(Source records Opens)

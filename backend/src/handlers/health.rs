use axum::{extract::State, Json};
use tracing::{info, instrument};

use crate::envelope::{DbStatus, HealthStatus};
use crate::state::{AppState, StorageMode};

/// `status` is always `OK`; `db_status` is `UP` only for a connected store that answers a ping.
pub async fn handle_health_request(storage: &StorageMode) -> HealthStatus {
    let db_status = match storage {
        StorageMode::Connected(store) => {
            if store.ping().await {
                DbStatus::Up
            } else {
                DbStatus::Down
            }
        }
        StorageMode::Mock => DbStatus::Down,
    };
    HealthStatus::now(db_status)
}

/// `GET /health`. Always `200 OK`.
#[instrument(skip(state))]
pub async fn health_handler(State(state): State<AppState>) -> Json<HealthStatus> {
    info!("Received request to /health");
    Json(handle_health_request(&state.storage).await)
}
//! Storage error types.
//!
//! Used by [`crate::ItemStore`] implementations and the backend startup path.

use thiserror::Error;

/// Errors that can occur when using storage operations.
#[derive(Error, Debug)]
pub enum StorageError {
    /// Opening the pool or its first connection failed.
    #[error("Connection error: {0}")]
    Connect(#[source] sqlx::Error),

    /// `CREATE TABLE IF NOT EXISTS items` was rejected.
    #[error("Error creating items table: {0}")]
    Schema(#[source] sqlx::Error),

    /// The insert round trip failed; no row was written.
    #[error("{0}")]
    Insert(#[source] sqlx::Error),
}
use std::future::Future;
use std::net::SocketAddr;

use axum::{routing::get, Router};
use service_core::{open_cors, shutdown_signal};
use tokio::net::TcpListener;
use tower_http::trace::TraceLayer;
use tracing::{info, instrument};

use crate::config::BackendConfig;
use crate::error::BackendError;
use crate::handlers::{data_handler, health_handler};
use crate::startup::init_storage;
use crate::state::{AppState, StorageMode};

pub fn router(state: AppState) -> Router {
    Router::new()
        .route("/api/data", get(data_handler))
        .route("/health", get(health_handler))
        .layer(open_cors())
        .layer(TraceLayer::new_for_http())
        .with_state(state)
}

/// Main entry: decide storage mode, bind, serve until a shutdown signal, close the pool.
#[instrument(skip(config))]
pub async fn run(config: BackendConfig) -> Result<(), BackendError> {
    let storage = init_storage(config.database.as_ref()).await?;
    info!(mode = ?storage, "Storage initialized");

    let address = SocketAddr::from(([0, 0, 0, 0], config.port));
    let listener = TcpListener::bind(address)
        .await
        .map_err(|source| BackendError::Bind { address, source })?;
    info!(%address, "Backend API service starting");

    serve(listener, storage, shutdown_signal()).await?;
    info!("Backend API service stopped");
    Ok(())
}

/// Serves on `listener` until `shutdown` resolves. The pool is closed whether serving
/// ended cleanly or with an error.
pub async fn serve<F>(
    listener: TcpListener,
    storage: StorageMode,
    shutdown: F,
) -> Result<(), BackendError>
where
    F: Future<Output = ()> + Send + 'static,
{
    let served = axum::serve(listener, router(AppState::new(storage.clone())))
        .with_graceful_shutdown(shutdown)
        .await;

    storage.close().await;
    served.map_err(BackendError::Serve)
}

(Source records Closes)

◆ Exercise details: How many of the lines above include the string "AppState"? Answer with the number only.

◆ Response box: 5